Tuesday, May 29, 2012

E.B. White

This is just a quote, stolen from Esther ("from E. B. White, who is commenting on the centralization of schools and transportation to school via bus, in 1940"). I recently visited the Maritime Museum in Bath, Maine, where one of their more frequently referenced exhibits is a 20-minute video on lobstermen narrated by E.B. White. It was a unique treat to hear his narration of the day in the life of a lobsterman. There is something so practical and simple in appreciating our daily work even though the work of others can seem exotic by virtue of unfamiliarity, habitat or culture.

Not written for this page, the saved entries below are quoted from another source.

//! Generic logger utility functions

// ---------------------------------------------------------------------------
// IMPORTS
// ---------------------------------------------------------------------------

// External imports
use colored::{ColoredString, Colorize};
use fern;
use log::{self, info};
use thiserror::Error;

// Internal imports
use crate::session;

// Re-exports
pub use log::LevelFilter;

// ---------------------------------------------------------------------------
// ENUMERATIONS
// ---------------------------------------------------------------------------

/// Errors associated with initialising the logger.
#[derive(Debug, Error)]
pub enum LoggerInitError {
    #[error("Error initialising the log file: {0}")]
    LogFileInitError(std::io::Error),

    #[error("An error occured while setting up the logger: {0}")]
    FernInitError(log::SetLoggerError),
}

// ---------------------------------------------------------------------------
// PUBLIC FUNCTIONS
// ---------------------------------------------------------------------------

/// Initialise the logger for this execution.
///
/// Messages at or above `min_level` are written to stdout and to the
/// session's log file.
///
/// # Safety
///
/// - This function must only be called once to prevent corrupting logs.
pub fn logger_init(
    min_level: self::LevelFilter,
    session: &session::Session,
) -> Result<(), LoggerInitError> {
    let log_file =
        fern::log_file(session.log_file_path.clone()).map_err(LoggerInitError::LogFileInitError)?;

    // Setup the logger using fern's builder pattern
    fern::Dispatch::new()
        .format(|out, message, record| {
            // If debug or trace include the target, otherwise don't include it
            if record.level() > log::Level::Info {
                out.finish(format_args!(
                    "[{:10.6} {}] {}: {}",
                    session::get_elapsed_seconds(),
                    level_to_str(record.level()),
                    record.target(),
                    message
                ))
            } else {
                out.finish(format_args!(
                    "[{:10.6} {}] {}",
                    session::get_elapsed_seconds(),
                    level_to_str(record.level()),
                    message
                ))
            }
        })
        .level(min_level)
        .chain(std::io::stdout())
        .chain(log_file)
        .apply()
        .map_err(LoggerInitError::FernInitError)?;

    info!("Logging initialised");
    if let Some(epoch) = session::get_epoch() {
        info!("    Session epoch: {}", epoch);
    }
    info!("    Log level: {:?}", min_level);
    info!("    Log file path: {:?}", session.log_file_path);

    Ok(())
}

// ---------------------------------------------------------------------------
// PRIVATE FUNCTIONS
// ---------------------------------------------------------------------------

/// Get the string representation of a log level
fn level_to_str(level: log::Level) -> ColoredString {
    match level {
        log::Level::Trace => "TRC".dimmed().italic(),
        log::Level::Debug => "DBG".dimmed(),
        log::Level::Info => "INF".normal(),
        log::Level::Warn => "WRN".yellow(),
        log::Level::Error => "ERR".red().bold(),
    }
}
//! # Localisation module
//!
//! Dead reckoning of the robot base from its wheel encoders.
//!
//! The base has four mecanum wheels. Each wheel encoder sample is differenced against the previous
//! sample and the deltas converted into a longitudinal, transverse and rotational motion of the
//! body, which is then rotated into the world frame and accumulated into the pose.

// ---------------------------------------------------------------------------
// IMPORTS
// ---------------------------------------------------------------------------

use serde::{Deserialize, Serialize};
use std::sync::{
    atomic::{AtomicBool, Ordering},
    Mutex, TryLockError,
};

use comms_if::tm::NUM_WHEELS;
use util::maths::wrap_2pi;

use crate::data_store::TelemetryStore;

// ---------------------------------------------------------------------------
// CONSTANTS
// ---------------------------------------------------------------------------

/// Wheel radius divided by the number of wheels.
///
/// Units: meters
pub const WHEEL_RADIUS_PER_WHEEL_M: f64 = 0.0475 / 4.0;

/// Sum of the half wheelbase and half track.
///
/// Units: meters
pub const GEOM_FACTOR_M: f64 = 0.47 / 2.0 + 0.3 / 2.0;

// ---------------------------------------------------------------------------
// DATA STRUCTURES
// ---------------------------------------------------------------------------

/// A sample of the cumulative wheel encoders.
pub type WheelEncoders = [f64; NUM_WHEELS];

/// The pose of the robot base in the odometry frame.
///
/// The odometry frame is fixed at the position the robot was in when integration started.
#[derive(Debug, Default, Clone, Copy, PartialEq, Serialize, Deserialize)]
pub struct Pose {
    /// Units: meters
    pub x_m: f64,

    /// Units: meters
    pub y_m: f64,

    /// Heading, always in `[0, 2pi)`.
    ///
    /// Units: radians
    pub theta_rad: f64,
}

/// Odometry integration state: the baseline sample deltas are taken against.
#[derive(Debug, Default, Clone)]
pub struct Odometry {
    baseline: Option<WheelEncoders>,
}

/// Integrates the latest wheel sample in the telemetry store into the store's pose.
///
/// Only one integration runs at a time. A request made while an integration is in progress is
/// coalesced into it: the running integration makes another pass with whatever sample is latest.
#[derive(Debug, Default)]
pub struct OdometryIntegrator {
    odom: Mutex<Odometry>,
    dirty: AtomicBool,
}

/// Outcome of a call to `OdometryIntegrator::integrate_latest`.
#[derive(Debug, Copy, Clone, PartialEq, Eq)]
pub enum Integration {
    /// This call performed the integration.
    Done,

    /// Another integration was in progress and will pick up the latest sample.
    Coalesced,
}

// ---------------------------------------------------------------------------
// IMPLEMENTATIONS
// ---------------------------------------------------------------------------

impl Pose {
    pub fn new(x_m: f64, y_m: f64, theta_rad: f64) -> Self {
        Self {
            x_m,
            y_m,
            theta_rad: wrap_2pi(theta_rad),
        }
    }
}

impl Odometry {
    pub fn new() -> Self {
        Self::default()
    }

    /// Forget the baseline, the next sample will be used as the new baseline.
    pub fn reset(&mut self) {
        self.baseline = None;
    }

    /// Integrate a new wheel sample into the pose.
    ///
    /// Returns the sum of absolute wheel deltas, which is zero for the first sample.
    pub fn update(&mut self, pose: &mut Pose, sample: &WheelEncoders) -> f64 {
        let prev = match self.baseline.replace(*sample) {
            Some(p) => p,
            None => return 0.0,
        };

        let (new_pose, dist) = integrate(pose, &prev, sample);
        *pose = new_pose;
        dist
    }
}

impl OdometryIntegrator {
    pub fn new() -> Self {
        Self::default()
    }

    /// Reset the baseline so that the next sample produces no motion.
    pub fn reset(&self) {
        match self.odom.lock() {
            Ok(mut o) => o.reset(),
            Err(p) => p.into_inner().reset(),
        }
    }

    /// Integrate the store's latest wheel sample into its pose.
    pub fn integrate_latest(&self, store: &TelemetryStore) -> Integration {
        self.dirty.store(true, Ordering::SeqCst);

        loop {
            {
                let mut odom = match self.odom.try_lock() {
                    Ok(o) => o,
                    Err(TryLockError::WouldBlock) => return Integration::Coalesced,
                    Err(TryLockError::Poisoned(p)) => p.into_inner(),
                };

                while self.dirty.swap(false, Ordering::SeqCst) {
                    store.integrate_wheels(&mut odom);
                }
            }

            // A request may have arrived between the last pass and releasing the lock
            if !self.dirty.load(Ordering::SeqCst) {
                return Integration::Done;
            }
        }
    }
}

// ---------------------------------------------------------------------------
// FUNCTIONS
// ---------------------------------------------------------------------------

/// Advance a pose by the motion between two wheel samples.
///
/// Returns the new pose and the sum of absolute wheel deltas.
pub fn integrate(pose: &Pose, prev: &WheelEncoders, cur: &WheelEncoders) -> (Pose, f64) {
    let d1 = cur[0] - prev[0];
    let d2 = cur[1] - prev[1];
    let d3 = cur[2] - prev[2];
    let d4 = cur[3] - prev[3];

    let r = WHEEL_RADIUS_PER_WHEEL_M;

    let d_long = (d1 + d2 + d3 + d4) * r;
    let d_trans = (-d1 + d2 + d3 - d4) * r;
    let d_theta = -(-d1 + d2 - d3 + d4) * (r / GEOM_FACTOR_M);

    // d_theta already carries the sign of the robot's heading convention, so it is added
    let theta = wrap_2pi(pose.theta_rad + d_theta);
    let (sin, cos) = theta.sin_cos();

    let new_pose = Pose {
        x_m: pose.x_m + d_long * cos + d_trans * sin,
        y_m: pose.y_m + d_long * sin - d_trans * cos,
        theta_rad: theta,
    };

    (new_pose, d1.abs() + d2.abs() + d3.abs() + d4.abs())
}

// ---------------------------------------------------------------------------
// TESTS
// ---------------------------------------------------------------------------
//! # Arm Equipment
//!
//! Identifiers and actuator calibration for the robot's two 5-joint arms.
//!
//! The arm controller reports and accepts raw actuator values. Everything above this module works
//! in logical joint angles (degrees), where the folded posture is `(0, 56, -80, -90, 0)`. The
//! mapping between the two is a fixed per-joint affine table, `raw = sign * logical + offset`,
//! and raw values are limited to the actuator's travel.

// ------------------------------------------------------------------------------------------------
// IMPORTS
// ------------------------------------------------------------------------------------------------

use serde::{Deserialize, Serialize};
use std::fmt;

// ------------------------------------------------------------------------------------------------
// CONSTANTS
// ------------------------------------------------------------------------------------------------

/// Number of rotational joints on each arm.
pub const NUM_JOINTS: usize = 5;

/// Number of arms on the robot.
pub const NUM_ARMS: usize = 2;

/// Calibration for each joint, from base to wrist.
pub const JOINT_CALIB: [JointCalib; NUM_JOINTS] = [
    JointCalib {
        sign: -1.0,
        offset: 168.0,
        raw_min: 11.0,
        raw_max: 302.0,
    },
    JointCalib {
        sign: -1.0,
        offset: 66.0,
        raw_min: 3.0,
        raw_max: 150.0,
    },
    JointCalib {
        sign: -1.0,
        offset: -150.0,
        raw_min: -260.0,
        raw_max: -15.0,
    },
    JointCalib {
        sign: -1.0,
        offset: 105.0,
        raw_min: 10.0,
        raw_max: 195.0,
    },
    JointCalib {
        sign: 1.0,
        offset: 166.0,
        raw_min: 21.0,
        raw_max: 292.0,
    },
];

/// Joint angles of the folded (transport) posture.
///
/// Units: degrees
pub const FOLDED_JOINTS_DEG: [f64; NUM_JOINTS] = [0.0, 56.0, -80.0, -90.0, 0.0];

/// Gripper demand used when folding the arm.
pub const FOLDED_GRIP: f64 = 2.0;

/// Gripper demand range, closed to open.
pub const GRIP_RANGE: (f64, f64) = (0.0, 2.0);

/// Maximum magnitude of a joint velocity demand.
pub const MAX_JOINT_VEL: f64 = 90.0;

// ------------------------------------------------------------------------------------------------
// STRUCTS
// ------------------------------------------------------------------------------------------------

/// Affine calibration of a single joint actuator.
#[derive(Debug, Copy, Clone, PartialEq)]
pub struct JointCalib {
    pub sign: f64,
    pub offset: f64,

    /// Minimum raw actuator value
    pub raw_min: f64,

    /// Maximum raw actuator value
    pub raw_max: f64,
}

// ------------------------------------------------------------------------------------------------
// ENUMS
// ------------------------------------------------------------------------------------------------

/// Identifies one of the robot's arms.
#[derive(Debug, Copy, Clone, Hash, Eq, PartialEq, Serialize, Deserialize)]
pub enum ArmId {
    Arm0,
    Arm1,
}

// ------------------------------------------------------------------------------------------------
// IMPLS
// ------------------------------------------------------------------------------------------------

impl ArmId {
    /// All arms, in index order.
    pub const ALL: [ArmId; NUM_ARMS] = [ArmId::Arm0, ArmId::Arm1];

    /// Index of the arm, which is also its identifier on the wire.
    pub fn index(self) -> usize {
        match self {
            ArmId::Arm0 => 0,
            ArmId::Arm1 => 1,
        }
    }

    /// Get the arm with the given wire index.
    pub fn from_index(index: usize) -> Option<Self> {
        match index {
            0 => Some(ArmId::Arm0),
            1 => Some(ArmId::Arm1),
            _ => None,
        }
    }
}

impl fmt::Display for ArmId {
    fn fmt(&self, f: &mut fmt::Formatter<'_>) -> fmt::Result {
        write!(f, "{}", self.index())
    }
}

impl std::str::FromStr for ArmId {
    type Err = String;

    fn from_str(s: &str) -> Result<Self, Self::Err> {
        s.trim()
            .parse::<usize>()
            .ok()
            .and_then(ArmId::from_index)
            .ok_or_else(|| format!("\"{}\" is not an arm index (expected 0 or 1)", s))
    }
}

impl JointCalib {
    /// Convert a logical joint angle into a raw actuator value, limited to the actuator travel.
    pub fn to_raw(&self, logical: f64) -> f64 {
        (self.sign * logical + self.offset).clamp(self.raw_min, self.raw_max)
    }

    /// Convert a raw actuator reading into a logical joint angle.
    pub fn to_logical(&self, raw: f64) -> f64 {
        self.sign * (raw - self.offset)
    }
}

// ------------------------------------------------------------------------------------------------
// FUNCTIONS
// ------------------------------------------------------------------------------------------------

/// Convert a raw arm reading into corrected logical joint angles.
pub fn raw_to_logical(raw: &[f64; NUM_JOINTS]) -> [f64; NUM_JOINTS] {
    let mut out = [0.0; NUM_JOINTS];
    for i in 0..NUM_JOINTS {
        out[i] = JOINT_CALIB[i].to_logical(raw[i]);
    }
    out
}

/// Convert logical joint angles into raw actuator demands within the actuator travel.
pub fn logical_to_raw(logical: &[f64; NUM_JOINTS]) -> [f64; NUM_JOINTS] {
    let mut out = [0.0; NUM_JOINTS];
    for i in 0..NUM_JOINTS {
        out[i] = JOINT_CALIB[i].to_raw(logical[i]);
    }
    out
}

// ------------------------------------------------------------------------------------------------
// TESTS
// ------------------------------------------------------------------------------------------------

#[cfg(test)]
mod test {
    use super::*;

    #[test]
    fn test_raw_to_logical() {
        let corrected = raw_to_logical(&[50.0, 10.0, -100.0, 20.0, 170.0]);
        assert_eq!(corrected, [118.0, 56.0, -50.0, 85.0, 4.0]);
    }

    #[test]
    fn test_logical_to_raw_folded() {
        let raw = logical_to_raw(&FOLDED_JOINTS_DEG);
        assert_eq!(raw, [168.0, 10.0, -70.0, 195.0, 166.0]);

        // Within the actuator travel the mapping inverts exactly
        assert_eq!(raw_to_logical(&raw), FOLDED_JOINTS_DEG);
    }

    #[test]
    fn test_logical_to_raw_clamped() {
        let raw = logical_to_raw(&[1000.0, -1000.0, 1000.0, -1000.0, 1000.0]);
        assert_eq!(raw, [11.0, 150.0, -260.0, 195.0, 292.0]);
    }

    #[test]
    fn test_arm_id() {
        assert_eq!("1".parse::<ArmId>(), Ok(ArmId::Arm1));
        assert!("2".parse::<ArmId>().is_err());
        assert_eq!(ArmId::Arm0.to_string(), "0");
    }
}
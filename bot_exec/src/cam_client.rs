//! # Camera Client
//!
//! Consumes the robot's video streams. Each camera has its own TCP stream and its own task,
//! which reads length framed compressed images, decodes them and keeps the latest frame.
//!
//! Until the first frame of a camera arrives its getters return a placeholder frame.

// ------------------------------------------------------------------------------------------------
// IMPORTS
// ------------------------------------------------------------------------------------------------

use comms_if::eqpt::cam::{read_video_frame, CamId, CamImage, FrameDecoder, VideoFrameError};
use log::{debug, info, warn};
use std::{
    io::ErrorKind,
    net::{Shutdown, SocketAddr, TcpStream},
    sync::{Mutex, MutexGuard},
    time::Duration,
};

use crate::task::TaskMonitor;

// ------------------------------------------------------------------------------------------------
// STRUCTS
// ------------------------------------------------------------------------------------------------

/// Latest decoded frame of each camera, each behind its own lock.
#[derive(Debug, Default)]
pub struct CamFrames {
    rgb: Mutex<Option<CamImage>>,
    depth: Mutex<Option<CamImage>>,
}

/// Connection to one camera's video stream.
#[derive(Debug)]
pub struct CamClient {
    cam: CamId,
    stream: TcpStream,
}

// ------------------------------------------------------------------------------------------------
// ENUMS
// ------------------------------------------------------------------------------------------------

#[derive(Debug, thiserror::Error)]
pub enum CamClientError {
    #[error("Could not connect to the {0:?} camera stream: {1}")]
    ConnectError(CamId, std::io::Error),

    #[error("Could not configure the {0:?} camera stream: {1}")]
    SocketConfigError(CamId, std::io::Error),

    #[error("Error on the {0:?} camera stream: {1}")]
    StreamError(CamId, VideoFrameError),
}

// ------------------------------------------------------------------------------------------------
// IMPLS
// ------------------------------------------------------------------------------------------------

impl CamFrames {
    pub fn new() -> Self {
        Self::default()
    }

    /// Latest frame of the camera, or the placeholder if none has arrived.
    pub fn get(&self, cam: CamId) -> CamImage {
        self.slot(cam).clone().unwrap_or_else(CamImage::placeholder)
    }

    /// `true` if a real frame has arrived from the camera.
    pub fn has_frame(&self, cam: CamId) -> bool {
        self.slot(cam).is_some()
    }

    pub fn set(&self, cam: CamId, image: CamImage) {
        *self.slot(cam) = Some(image);
    }

    /// Forget all frames.
    pub fn clear(&self) {
        *self.slot(CamId::Rgb) = None;
        *self.slot(CamId::Depth) = None;
    }

    fn slot(&self, cam: CamId) -> MutexGuard<Option<CamImage>> {
        let m = match cam {
            CamId::Rgb => &self.rgb,
            CamId::Depth => &self.depth,
        };
        match m.lock() {
            Ok(g) => g,
            Err(e) => e.into_inner(),
        }
    }
}

impl CamClient {
    /// Connect to a camera's video stream.
    pub fn connect(
        cam: CamId,
        address: &SocketAddr,
        timeout: Duration,
    ) -> Result<Self, CamClientError> {
        let stream = TcpStream::connect_timeout(address, timeout)
            .map_err(|e| CamClientError::ConnectError(cam, e))?;
        stream
            .set_nodelay(true)
            .map_err(|e| CamClientError::SocketConfigError(cam, e))?;

        info!("Connected to {:?} camera stream at {}", cam, address);

        Ok(Self { cam, stream })
    }

    pub fn cam(&self) -> CamId {
        self.cam
    }

    /// A handle which can be used to shut the stream down from another thread, unblocking the
    /// consumer.
    pub fn shutdown_handle(&self) -> Result<TcpStream, CamClientError> {
        self.stream
            .try_clone()
            .map_err(|e| CamClientError::SocketConfigError(self.cam, e))
    }

    /// Consumer task body. Reads and decodes frames until the stream ends or the monitor stops.
    ///
    /// Frames which fail to decode are skipped.
    pub fn run(
        mut self,
        decoder: &dyn FrameDecoder,
        frames: &CamFrames,
        monitor: &TaskMonitor,
    ) -> Result<(), CamClientError> {
        let mut num_frames = 0u64;

        while monitor.is_alive() {
            let data = match read_video_frame(&mut self.stream) {
                Ok(d) => d,
                // Shutdown from our side or the remote closed the stream
                Err(VideoFrameError::Io(e))
                    if !monitor.is_alive() || e.kind() == ErrorKind::UnexpectedEof =>
                {
                    debug!("{:?} camera stream closed: {}", self.cam, e);
                    break;
                }
                Err(e) => return Err(CamClientError::StreamError(self.cam, e)),
            };

            match decoder.decode(self.cam, &data) {
                Ok(image) => {
                    frames.set(self.cam, image);
                    num_frames += 1;
                }
                Err(e) => warn!("Dropping {:?} camera frame: {}", self.cam, e),
            }
        }

        self.stream.shutdown(Shutdown::Both).ok();
        info!(
            "{:?} camera consumer stopped after {} frames",
            self.cam, num_frames
        );

        Ok(())
    }
}

// ------------------------------------------------------------------------------------------------
// TESTS
// ------------------------------------------------------------------------------------------------

#[cfg(test)]
mod test {
    use super::*;
    use chrono::Utc;
    use comms_if::eqpt::cam::{write_video_frame, PLACEHOLDER_RGB, PLACEHOLDER_WIDTH};
    use std::{net::TcpListener, sync::Arc, thread};

    /// Makes a 1x1 grey image from the first byte of the frame, fails on empty frames.
    struct ByteDecoder;

    impl FrameDecoder for ByteDecoder {
        fn decode(&self, _cam: CamId, data: &[u8]) -> Result<CamImage, VideoFrameError> {
            match data.first() {
                Some(b) => Ok(CamImage::from_luma(Utc::now(), 1, 1, &[*b])),
                None => Err(VideoFrameError::Decode("empty".into())),
            }
        }
    }

    #[test]
    fn test_placeholder_until_first_frame() {
        let frames = CamFrames::new();
        let img = frames.get(CamId::Depth);

        assert!(!frames.has_frame(CamId::Depth));
        assert_eq!(img.width, PLACEHOLDER_WIDTH);
        assert_eq!(&img.data[0..3], &PLACEHOLDER_RGB);

        frames.set(CamId::Depth, CamImage::from_luma(Utc::now(), 1, 1, &[7]));
        assert_eq!(frames.get(CamId::Depth).data, vec![7, 7, 7]);

        // Cameras are independent
        assert!(!frames.has_frame(CamId::Rgb));

        frames.clear();
        assert!(!frames.has_frame(CamId::Depth));
    }

    #[test]
    fn test_consume_stream() {
        let listener = TcpListener::bind("127.0.0.1:0").unwrap();
        let addr = listener.local_addr().unwrap();

        let server = thread::spawn(move || {
            let (mut s, _) = listener.accept().unwrap();
            write_video_frame(&mut s, &[10]).unwrap();
            // Undecodable, skipped
            write_video_frame(&mut s, &[]).unwrap();
            write_video_frame(&mut s, &[42, 1, 2]).unwrap();
        });

        let monitor = Arc::new(TaskMonitor::new());
        monitor.start();
        let frames = CamFrames::new();

        let client = CamClient::connect(CamId::Rgb, &addr, Duration::from_secs(1)).unwrap();
        server.join().unwrap();

        // Server has closed the stream, so this returns once all frames are read
        client.run(&ByteDecoder, &frames, &monitor).unwrap();

        assert_eq!(frames.get(CamId::Rgb).data, vec![42, 42, 42]);
        assert!(!frames.has_frame(CamId::Depth));
    }

    #[test]
    fn test_connect_refused() {
        // Bind then drop to get a port nothing is listening on
        let addr = TcpListener::bind("127.0.0.1:0").unwrap().local_addr().unwrap();

        match CamClient::connect(CamId::Depth, &addr, Duration::from_millis(200)) {
            Err(CamClientError::ConnectError(CamId::Depth, _)) => (),
            r => panic!("Unexpected result {:?}", r),
        }
    }
}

"Whether the improvement is general nobody knows. Certainly there is something lost. One thing that is lost is the mere business of walking to school, which is something in itself. In my community scholars still get round on the hoof. They pass our house at seven in the morning, clicking along in a ground-eating stride. Some of them make a four-mile trip to school--eight miles in all....In all the time I've been driving these roads I've never been asked for a ride, which is almost unbelievable considering the distances that must be covered, often in zero weather or in storm. Walking is natural for these children, just as motoring is for most others....I enjoy living among pedestrians who have an instinctive and habitual realization that there is more to a journey than the mere fact of the arrival. If the consolidated school served by busses destroys that in our children I don't know that we are ahead of the game after all."